Abstract

The near-simultaneous appearance of most modern animal body plans (phyla) ~530 million years ago during the Cambrian explosion is strong evidence for a brief interval of rapid phenotypic and genetic innovation, yet the exact speed and nature of this grand adaptive radiation remain debated. Crucially, rates of morphological evolution in the past (i.e., in ancestral lineages) can be inferred from phenotypic differences among living organisms-just as molecular evolutionary rates in ancestral lineages can be inferred from genetic divergences. We here employed Bayesian and maximum likelihood phylogenetic clock methods on an extensive anatomical and genomic data set for arthropods, the most diverse phylum in the Cambrian and today. Assuming an Ediacaran origin for arthropods, phenotypic evolution was ~4 times faster, and molecular evolution ~5.5 times faster, during the Cambrian explosion compared to all subsequent parts of the Phanerozoic. These rapid evolutionary rates are robust to assumptions about the precise age of arthropods.
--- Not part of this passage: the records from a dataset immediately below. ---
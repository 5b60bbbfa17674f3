// SPDX-FileCopyrightText: 2026 Confab Contributors
// SPDX-License-Identifier: MIT OR Apache-2.0

//! Core library for the Confab event delivery service.
//!
//! This crate provides the error taxonomy, the domain types shared across the
//! workspace, and the narrow traits through which Confab consumes its external
//! collaborators (the durable event store and the conversation authorizer).

pub mod error;
pub mod traits;
pub mod types;

// Re-export key items at crate root for ergonomic imports.
pub use error::ConfabError;
pub use traits::{ConversationAuthorizer, EventStore};
pub use types::{Event, EventKind, Receipt, ReceiptStatus, StoredMessage, TypingIndicator};
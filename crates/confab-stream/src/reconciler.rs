// SPDX-FileCopyrightText: 2026 Confab Contributors
// SPDX-License-Identifier: MIT OR Apache-2.0

//! Polling reconciliation against the durable event store.
//!
//! The reconciler is the only discovery path guaranteed to work across
//! server instances; the in-process bus is just a shortcut. A store failure
//! or timeout is absorbed as an empty tick so a single flaky query never
//! terminates a long-lived stream.

use std::sync::Arc;
use std::time::Duration;

use confab_core::{Event, EventStore};
use tracing::warn;

use crate::cursor::Cursor;

/// Polls one conversation's event stream on behalf of one session.
pub struct Reconciler {
    store: Arc<dyn EventStore>,
    conversation_id: String,
    page_size: usize,
    store_timeout: Duration,
}

impl Reconciler {
    pub fn new(
        store: Arc<dyn EventStore>,
        conversation_id: impl Into<String>,
        page_size: usize,
        store_timeout: Duration,
    ) -> Self {
        Self {
            store,
            conversation_id: conversation_id.into(),
            page_size,
            store_timeout,
        }
    }

    pub fn conversation_id(&self) -> &str {
        &self.conversation_id
    }

    /// Fetch newly observed events and advance the cursor past them.
    ///
    /// Queries with an inclusive `created_at >=` bound and runs every returned
    /// event through [`Cursor::admit`], so ties on the cursor timestamp are
    /// delivered at most once per id. Transient store failures return an empty
    /// page; the caller retries on its next tick.
    pub async fn poll(&self, cursor: &mut Cursor) -> Vec<Event> {
        let query = self.store.events_since(
            &self.conversation_id,
            cursor.last_seen_created_at(),
            self.page_size,
        );

        let page = match tokio::time::timeout(self.store_timeout, query).await {
            Ok(Ok(events)) => events,
            Ok(Err(e)) => {
                warn!(
                    conversation_id = self.conversation_id.as_str(),
                    error = %e,
                    "event store poll failed; retrying next tick"
                );
                return Vec::new();
            }
            Err(_) => {
                warn!(
                    conversation_id = self.conversation_id.as_str(),
                    timeout_ms = self.store_timeout.as_millis() as u64,
                    "event store poll timed out; retrying next tick"
                );
                return Vec::new();
            }
        };

        page.into_iter().filter(|e| cursor.admit(e)).collect()
    }
}

#[cfg(test)]
mod tests {
    use super::*;
    use confab_core::EventKind;
    use confab_test_utils::MemoryEventStore;

    fn event(id: &str, conversation_id: &str, created_at: i64) -> Event {
        Event {
            id: id.to_string(),
            conversation_id: conversation_id.to_string(),
            kind: EventKind::Message,
            created_at,
            payload: serde_json::json!({"text": "hello"}),
        }
    }

    fn reconciler(store: Arc<MemoryEventStore>) -> Reconciler {
        Reconciler::new(store, "c1", 50, Duration::from_millis(500))
    }

    #[tokio::test]
    async fn discovers_new_event_and_advances_cursor() {
        // A message sent at t=1000 is discovered by a session polling from 999.
        let store = Arc::new(MemoryEventStore::new());
        store.append_event(&event("m1", "c1", 1_000)).await.unwrap();

        let rec = reconciler(store);
        let mut cursor = Cursor::starting_at(999);

        let events = rec.poll(&mut cursor).await;
        assert_eq!(events.len(), 1);
        assert_eq!(events[0].id, "m1");
        assert_eq!(cursor.last_seen_created_at(), 1_000);
    }

    #[tokio::test]
    async fn repolling_does_not_redeliver() {
        let store = Arc::new(MemoryEventStore::new());
        store.append_event(&event("m1", "c1", 1_000)).await.unwrap();

        let rec = reconciler(store);
        let mut cursor = Cursor::starting_at(999);

        assert_eq!(rec.poll(&mut cursor).await.len(), 1);
        assert!(rec.poll(&mut cursor).await.is_empty());
    }

    #[tokio::test]
    async fn timestamp_ties_are_both_delivered_exactly_once() {
        let store = Arc::new(MemoryEventStore::new());
        store.append_event(&event("m1", "c1", 1_000)).await.unwrap();

        let rec = reconciler(store.clone());
        let mut cursor = Cursor::starting_at(999);
        assert_eq!(rec.poll(&mut cursor).await.len(), 1);

        // A second event lands in the same millisecond after the first poll.
        store.append_event(&event("m2", "c1", 1_000)).await.unwrap();

        let events = rec.poll(&mut cursor).await;
        assert_eq!(events.len(), 1);
        assert_eq!(events[0].id, "m2");
    }

    #[tokio::test]
    async fn other_conversations_are_invisible() {
        let store = Arc::new(MemoryEventStore::new());
        store.append_event(&event("m1", "c2", 1_000)).await.unwrap();

        let rec = reconciler(store);
        let mut cursor = Cursor::starting_at(0);
        assert!(rec.poll(&mut cursor).await.is_empty());
    }

    #[tokio::test]
    async fn respects_page_size() {
        let store = Arc::new(MemoryEventStore::new());
        for i in 0..10 {
            store
                .append_event(&event(&format!("m{i}"), "c1", 1_000 + i))
                .await
                .unwrap();
        }

        let rec = Reconciler::new(store, "c1", 3, Duration::from_millis(500));
        let mut cursor = Cursor::starting_at(0);

        let first = rec.poll(&mut cursor).await;
        assert_eq!(first.len(), 3);
        assert_eq!(cursor.last_seen_created_at(), 1_002);

        // The next poll picks up from the cursor, not from the beginning.
        let second = rec.poll(&mut cursor).await;
        assert_eq!(second[0].id, "m3");
    }

    #[tokio::test]
    async fn store_failure_is_absorbed_as_empty_tick() {
        let store = Arc::new(MemoryEventStore::new());
        store.append_event(&event("m1", "c1", 1_000)).await.unwrap();
        store.set_fail_queries(true);

        let rec = reconciler(store.clone());
        let mut cursor = Cursor::starting_at(0);

        assert!(rec.poll(&mut cursor).await.is_empty());

        // Recovery on a later tick delivers the event.
        store.set_fail_queries(false);
        let events = rec.poll(&mut cursor).await;
        assert_eq!(events.len(), 1);
        assert_eq!(events[0].id, "m1");
    }
}
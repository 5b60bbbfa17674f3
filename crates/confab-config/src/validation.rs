// SPDX-FileCopyrightText: 2026 Confab Contributors
// SPDX-License-Identifier: MIT OR Apache-2.0

//! Post-deserialization validation for configuration values.
//!
//! Validates semantic constraints that cannot be expressed via serde
//! attributes, such as non-zero intervals and the relation between the typing
//! refresh threshold and the staleness window.

use crate::diagnostic::ConfigError;
use crate::model::ConfabConfig;

/// Validate a deserialized configuration for semantic correctness.
///
/// Returns `Ok(())` if all validations pass, or `Err(Vec<ConfigError>)` with
/// all collected validation errors (does not fail fast).
pub fn validate_config(config: &ConfabConfig) -> Result<(), Vec<ConfigError>> {
    let mut errors = Vec::new();

    if config.gateway.host.trim().is_empty() {
        errors.push(ConfigError::Validation {
            message: "gateway.host must not be empty".to_string(),
        });
    } else {
        let host = config.gateway.host.trim();
        let is_valid_ip = host.parse::<std::net::IpAddr>().is_ok();
        let is_valid_hostname = host
            .chars()
            .all(|c| c.is_alphanumeric() || c == '.' || c == '-' || c == ':');
        if !is_valid_ip && !is_valid_hostname {
            errors.push(ConfigError::Validation {
                message: format!("gateway.host `{host}` is not a valid IP address or hostname"),
            });
        }
    }

    if config.storage.database_path.trim().is_empty() {
        errors.push(ConfigError::Validation {
            message: "storage.database_path must not be empty".to_string(),
        });
    }

    if config.stream.heartbeat_ms == 0 {
        errors.push(ConfigError::Validation {
            message: "stream.heartbeat_ms must be positive".to_string(),
        });
    }

    if config.stream.poll_ms == 0 {
        errors.push(ConfigError::Validation {
            message: "stream.poll_ms must be positive".to_string(),
        });
    }

    if config.stream.page_size == 0 {
        errors.push(ConfigError::Validation {
            message: "stream.page_size must be positive".to_string(),
        });
    }

    if config.stream.store_timeout_ms == 0 {
        errors.push(ConfigError::Validation {
            message: "stream.store_timeout_ms must be positive".to_string(),
        });
    } else if config.stream.store_timeout_ms >= config.stream.heartbeat_ms {
        errors.push(ConfigError::Validation {
            message: format!(
                "stream.store_timeout_ms ({}) must be below stream.heartbeat_ms ({}) \
                 so a slow store cannot stall keep-alives",
                config.stream.store_timeout_ms, config.stream.heartbeat_ms
            ),
        });
    }

    if config.presence.staleness_ms <= 0 {
        errors.push(ConfigError::Validation {
            message: "presence.staleness_ms must be positive".to_string(),
        });
    }

    if config.presence.refresh_ms <= 0 {
        errors.push(ConfigError::Validation {
            message: "presence.refresh_ms must be positive".to_string(),
        });
    }

    // The one load-bearing relation between the presence tunables: a refresh
    // suppressed for longer than the staleness window would let live typing
    // state expire mid-burst.
    if config.presence.refresh_ms >= config.presence.staleness_ms {
        errors.push(ConfigError::Validation {
            message: format!(
                "presence.refresh_ms ({}) must be less than presence.staleness_ms ({})",
                config.presence.refresh_ms, config.presence.staleness_ms
            ),
        });
    }

    if config.bus.capacity == 0 {
        errors.push(ConfigError::Validation {
            message: "bus.capacity must be positive".to_string(),
        });
    }

    if errors.is_empty() { Ok(()) } else { Err(errors) }
}
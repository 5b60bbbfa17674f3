// SPDX-FileCopyrightText: 2026 Confab Contributors
// SPDX-License-Identifier: MIT OR Apache-2.0

//! HTTP gateway for the Confab event delivery service.
//!
//! Exposes the per-conversation SSE stream endpoint and the typing, receipt,
//! and reaction action endpoints behind bearer auth and the participant
//! check.

pub mod auth;
pub mod handlers;
pub mod server;
pub mod sse;

pub use auth::{AuthConfig, TrustedUpstream};
pub use server::{GatewayState, HealthState, ServerConfig, start_server};
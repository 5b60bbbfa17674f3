// SPDX-FileCopyrightText: 2026 Confab Contributors
// SPDX-License-Identifier: MIT OR Apache-2.0

//! Static [`ConversationAuthorizer`] for tests.

use std::collections::HashSet;
use std::sync::Mutex;

use async_trait::async_trait;
use confab_core::{ConfabError, ConversationAuthorizer};

/// Authorizer backed by an explicit membership set.
///
/// Unknown pairs are denied, so tests exercise the fail-closed path by
/// default.
#[derive(Default)]
pub struct StaticAuthorizer {
    members: Mutex<HashSet<(String, String)>>,
}

impl StaticAuthorizer {
    pub fn new() -> Self {
        Self::default()
    }

    /// Grant `user_id` access to `conversation_id`.
    pub fn allow(&self, user_id: &str, conversation_id: &str) {
        self.members
            .lock()
            .unwrap()
            .insert((user_id.to_string(), conversation_id.to_string()));
    }
}

#[async_trait]
impl ConversationAuthorizer for StaticAuthorizer {
    async fn can_access_conversation(
        &self,
        user_id: &str,
        conversation_id: &str,
    ) -> Result<bool, ConfabError> {
        let key = (user_id.to_string(), conversation_id.to_string());
        Ok(self.members.lock().unwrap().contains(&key))
    }
}
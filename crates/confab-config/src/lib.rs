// SPDX-FileCopyrightText: 2026 Confab Contributors
// SPDX-License-Identifier: MIT OR Apache-2.0

//! Configuration system for the Confab event delivery service.
//!
//! Provides TOML configuration parsing with strict validation
//! (`deny_unknown_fields`), XDG file hierarchy lookup, environment variable
//! overrides, and diagnostic error rendering.
//!
//! # Usage
//!
//! ```no_run
//! use confab_config::load_and_validate;
//!
//! let config = load_and_validate().expect("config errors");
//! println!("service: {}", config.service.name);
//! ```

pub mod diagnostic;
pub mod loader;
pub mod model;
pub mod validation;

pub use diagnostic::{ConfigError, render_errors};
pub use loader::{load_config, load_config_from_path, load_config_from_str};
pub use model::ConfabConfig;

/// Load configuration from the XDG hierarchy and validate it.
///
/// This is the high-level entry point that:
/// 1. Loads config from TOML files + env vars via Figment
/// 2. On success: runs post-deserialization validation
/// 3. On Figment error: converts to diagnostic errors
pub fn load_and_validate() -> Result<ConfabConfig, Vec<ConfigError>> {
    match loader::load_config() {
        Ok(config) => {
            validation::validate_config(&config)?;
            Ok(config)
        }
        Err(err) => Err(diagnostic::figment_to_config_errors(err)),
    }
}

/// Load configuration from a specific file path and validate it.
pub fn load_and_validate_path(path: &std::path::Path) -> Result<ConfabConfig, Vec<ConfigError>> {
    match loader::load_config_from_path(path) {
        Ok(config) => {
            validation::validate_config(&config)?;
            Ok(config)
        }
        Err(err) => Err(diagnostic::figment_to_config_errors(err)),
    }
}

/// Load configuration from a TOML string and validate it.
pub fn load_and_validate_str(toml_content: &str) -> Result<ConfabConfig, Vec<ConfigError>> {
    match loader::load_config_from_str(toml_content) {
        Ok(config) => {
            validation::validate_config(&config)?;
            Ok(config)
        }
        Err(err) => Err(diagnostic::figment_to_config_errors(err)),
    }
}
// SPDX-FileCopyrightText: 2026 Confab Contributors
// SPDX-License-Identifier: MIT OR Apache-2.0

//! Message lookup table.
//!
//! The message write path lives outside the delivery subsystem; this module
//! only maintains the narrow lookup the receipt and reaction writers need,
//! plus an insert used by that external path and by tests.

use confab_core::{ConfabError, StoredMessage};
use rusqlite::params;

use crate::database::Database;

/// Insert a message row.
pub async fn insert_message(db: &Database, message: &StoredMessage) -> Result<(), ConfabError> {
    let message = message.clone();
    db.connection()
        .call(move |conn| {
            conn.execute(
                "INSERT INTO messages (id, conversation_id, sender_id, created_at)
                 VALUES (?1, ?2, ?3, ?4)",
                params![
                    message.id,
                    message.conversation_id,
                    message.sender_id,
                    message.created_at,
                ],
            )?;
            Ok(())
        })
        .await
        .map_err(crate::database::map_tr_err)
}

/// Resolve a message id, or `None` if unknown.
pub async fn get_message(
    db: &Database,
    message_id: &str,
) -> Result<Option<StoredMessage>, ConfabError> {
    let message_id = message_id.to_string();
    db.connection()
        .call(move |conn| {
            let mut stmt = conn.prepare(
                "SELECT id, conversation_id, sender_id, created_at
                 FROM messages WHERE id = ?1",
            )?;
            let result = stmt.query_row(params![message_id], |row| {
                Ok(StoredMessage {
                    id: row.get(0)?,
                    conversation_id: row.get(1)?,
                    sender_id: row.get(2)?,
                    created_at: row.get(3)?,
                })
            });
            match result {
                Ok(message) => Ok(Some(message)),
                Err(rusqlite::Error::QueryReturnedNoRows) => Ok(None),
                Err(e) => Err(e.into()),
            }
        })
        .await
        .map_err(crate::database::map_tr_err)
}
// SPDX-FileCopyrightText: 2026 Confab Contributors
// SPDX-License-Identifier: MIT OR Apache-2.0

//! Event stream queries: append-only writes and cursor-bounded reads.

use confab_core::{ConfabError, Event, EventKind};
use rusqlite::params;

use crate::database::Database;

/// Append an immutable event row.
pub async fn append_event(db: &Database, event: &Event) -> Result<(), ConfabError> {
    let event = event.clone();
    db.connection()
        .call(move |conn| {
            let payload = serde_json::to_string(&event.payload)
                .map_err(|e| rusqlite::Error::ToSqlConversionFailure(Box::new(e)))?;
            conn.execute(
                "INSERT INTO events (id, conversation_id, kind, created_at, payload)
                 VALUES (?1, ?2, ?3, ?4, ?5)",
                params![
                    event.id,
                    event.conversation_id,
                    event.kind.to_string(),
                    event.created_at,
                    payload,
                ],
            )?;
            Ok(())
        })
        .await
        .map_err(crate::database::map_tr_err)
}

/// Events with `created_at >= since_ms` (inclusive) in non-decreasing
/// timestamp order, ties broken by id for a stable page order.
pub async fn events_since(
    db: &Database,
    conversation_id: &str,
    since_ms: i64,
    limit: usize,
) -> Result<Vec<Event>, ConfabError> {
    let conversation_id = conversation_id.to_string();
    db.connection()
        .call(move |conn| {
            let mut stmt = conn.prepare(
                "SELECT id, conversation_id, kind, created_at, payload
                 FROM events
                 WHERE conversation_id = ?1 AND created_at >= ?2
                 ORDER BY created_at ASC, id ASC
                 LIMIT ?3",
            )?;
            let rows = stmt.query_map(
                params![conversation_id, since_ms, limit as i64],
                row_to_event,
            )?;
            let mut events = Vec::new();
            for row in rows {
                events.push(row?);
            }
            Ok(events)
        })
        .await
        .map_err(crate::database::map_tr_err)
}

fn row_to_event(row: &rusqlite::Row<'_>) -> Result<Event, rusqlite::Error> {
    let kind_str: String = row.get(2)?;
    let kind = kind_str.parse::<EventKind>().map_err(|e| {
        rusqlite::Error::FromSqlConversionFailure(2, rusqlite::types::Type::Text, Box::new(e))
    })?;
    let payload_str: String = row.get(4)?;
    let payload = serde_json::from_str(&payload_str).map_err(|e| {
        rusqlite::Error::FromSqlConversionFailure(4, rusqlite::types::Type::Text, Box::new(e))
    })?;
    Ok(Event {
        id: row.get(0)?,
        conversation_id: row.get(1)?,
        kind,
        created_at: row.get(3)?,
        payload,
    })
}
// SPDX-FileCopyrightText: 2026 Confab Contributors
// SPDX-License-Identifier: MIT OR Apache-2.0

//! Conversation authorization contract.
//!
//! Session and cookie verification live outside this service; Confab only
//! consumes a participant check before opening a stream or accepting an
//! action for a conversation.

use async_trait::async_trait;

use crate::error::ConfabError;

/// Decides whether a user may read from and act on a conversation.
#[async_trait]
pub trait ConversationAuthorizer: Send + Sync {
    async fn can_access_conversation(
        &self,
        user_id: &str,
        conversation_id: &str,
    ) -> Result<bool, ConfabError>;
}
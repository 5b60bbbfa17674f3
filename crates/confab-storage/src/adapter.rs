// SPDX-FileCopyrightText: 2026 Confab Contributors
// SPDX-License-Identifier: MIT OR Apache-2.0

//! SQLite implementation of the EventStore trait.

use async_trait::async_trait;
use tokio::sync::OnceCell;
use tracing::debug;

use confab_config::model::StorageConfig;
use confab_core::{ConfabError, Event, EventStore, Receipt, StoredMessage, TypingIndicator};

use crate::database::Database;
use crate::queries;

/// SQLite-backed durable event store.
///
/// Wraps a [`Database`] handle and delegates all operations to the typed
/// query modules. The database is lazily opened on the first call to
/// [`initialize`](Self::initialize).
pub struct SqliteEventStore {
    config: StorageConfig,
    db: OnceCell<Database>,
}

impl SqliteEventStore {
    /// Create a new store with the given configuration.
    ///
    /// The database file is not opened until [`initialize`](Self::initialize)
    /// is called.
    pub fn new(config: StorageConfig) -> Self {
        Self {
            config,
            db: OnceCell::new(),
        }
    }

    /// Open the database, applying PRAGMAs and the schema.
    pub async fn initialize(&self) -> Result<(), ConfabError> {
        let db = Database::open(&self.config.database_path).await?;
        self.db.set(db).map_err(|_| ConfabError::Store {
            source: "store already initialized".into(),
        })?;
        debug!(path = %self.config.database_path, "SQLite event store initialized");
        Ok(())
    }

    /// Checkpoint the WAL before shutdown.
    pub async fn close(&self) -> Result<(), ConfabError> {
        self.db()?.close().await
    }

    fn db(&self) -> Result<&Database, ConfabError> {
        self.db.get().ok_or_else(|| ConfabError::Store {
            source: "store not initialized -- call initialize() first".into(),
        })
    }

    /// Insert a message row on behalf of the external message write path.
    pub async fn insert_message(&self, message: &StoredMessage) -> Result<(), ConfabError> {
        queries::messages::insert_message(self.db()?, message).await
    }
}

#[async_trait]
impl EventStore for SqliteEventStore {
    async fn append_event(&self, event: &Event) -> Result<(), ConfabError> {
        queries::events::append_event(self.db()?, event).await
    }

    async fn events_since(
        &self,
        conversation_id: &str,
        since_ms: i64,
        limit: usize,
    ) -> Result<Vec<Event>, ConfabError> {
        queries::events::events_since(self.db()?, conversation_id, since_ms, limit).await
    }

    async fn get_message(&self, message_id: &str) -> Result<Option<StoredMessage>, ConfabError> {
        queries::messages::get_message(self.db()?, message_id).await
    }

    async fn upsert_typing(&self, indicator: &TypingIndicator) -> Result<(), ConfabError> {
        queries::typing::upsert_typing(self.db()?, indicator).await
    }

    async fn get_typing(
        &self,
        conversation_id: &str,
        user_id: &str,
    ) -> Result<Option<TypingIndicator>, ConfabError> {
        queries::typing::get_typing(self.db()?, conversation_id, user_id).await
    }

    async fn list_typing(
        &self,
        conversation_id: &str,
    ) -> Result<Vec<TypingIndicator>, ConfabError> {
        queries::typing::list_typing(self.db()?, conversation_id).await
    }

    async fn get_receipt(&self, id: &str) -> Result<Option<Receipt>, ConfabError> {
        queries::receipts::get_receipt(self.db()?, id).await
    }

    async fn upsert_receipt(&self, receipt: &Receipt) -> Result<(), ConfabError> {
        queries::receipts::upsert_receipt(self.db()?, receipt).await
    }

    async fn delete_receipt(&self, id: &str) -> Result<bool, ConfabError> {
        queries::receipts::delete_receipt(self.db()?, id).await
    }
}

#[cfg(test)]
mod tests {
    use super::*;
    use confab_core::EventKind;
    use tempfile::tempdir;

    async fn setup_store() -> (SqliteEventStore, tempfile::TempDir) {
        let dir = tempdir().unwrap();
        let db_path = dir.path().join("test.db");
        let config = StorageConfig {
            database_path: db_path.to_string_lossy().to_string(),
        };
        let store = SqliteEventStore::new(config);
        store.initialize().await.unwrap();
        (store, dir)
    }

    #[tokio::test]
    async fn uninitialized_store_errors() {
        let store = SqliteEventStore::new(StorageConfig {
            database_path: "unused.db".to_string(),
        });
        let err = store.events_since("c1", 0, 50).await.unwrap_err();
        assert!(err.is_transient());
    }

    #[tokio::test]
    async fn double_initialize_is_rejected() {
        let (store, _dir) = setup_store().await;
        assert!(store.initialize().await.is_err());
    }

    #[tokio::test]
    async fn full_event_flow_through_the_trait() {
        let (store, _dir) = setup_store().await;

        store
            .insert_message(&StoredMessage {
                id: "m1".to_string(),
                conversation_id: "c1".to_string(),
                sender_id: "u1".to_string(),
                created_at: 900,
            })
            .await
            .unwrap();

        store
            .append_event(&Event {
                id: "e1".to_string(),
                conversation_id: "c1".to_string(),
                kind: EventKind::Message,
                created_at: 1_000,
                payload: serde_json::json!({"message_id": "m1"}),
            })
            .await
            .unwrap();

        let page = store.events_since("c1", 999, 50).await.unwrap();
        assert_eq!(page.len(), 1);
        assert_eq!(page[0].kind, EventKind::Message);

        let message = store.get_message("m1").await.unwrap().unwrap();
        assert_eq!(message.conversation_id, "c1");

        store.close().await.unwrap();
    }

    #[tokio::test]
    async fn typing_and_receipt_flow_through_the_trait() {
        let (store, _dir) = setup_store().await;

        let indicator = TypingIndicator {
            conversation_id: "c1".to_string(),
            user_id: "u1".to_string(),
            is_typing: true,
            updated_at: 1_000,
        };
        store.upsert_typing(&indicator).await.unwrap();
        assert_eq!(
            store.get_typing("c1", "u1").await.unwrap().unwrap(),
            indicator
        );
        assert_eq!(store.list_typing("c1").await.unwrap().len(), 1);

        let receipt = Receipt {
            id: "r1".to_string(),
            message_id: "m1".to_string(),
            conversation_id: Some("c1".to_string()),
            user_id: "u2".to_string(),
            status: None,
            emoji: Some("👍".to_string()),
            updated_at: 1_000,
        };
        store.upsert_receipt(&receipt).await.unwrap();
        assert!(store.get_receipt("r1").await.unwrap().is_some());
        assert!(store.delete_receipt("r1").await.unwrap());
        assert!(store.get_receipt("r1").await.unwrap().is_none());

        store.close().await.unwrap();
    }
}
Surprisingly, these fast early rates do not change substantially even if the radiation of arthropods is compressed entirely into the Cambrian (~542 mega-annum [Ma]) or telescoped into the Cryogenian (~650 Ma). The fastest inferred rates are still consistent with evolution by natural selection and with data from living organisms, potentially resolving "Darwin's dilemma." However, evolution during the Cambrian explosion was unusual (compared to the subsequent Phanerozoic) in that fast rates were present across many lineages.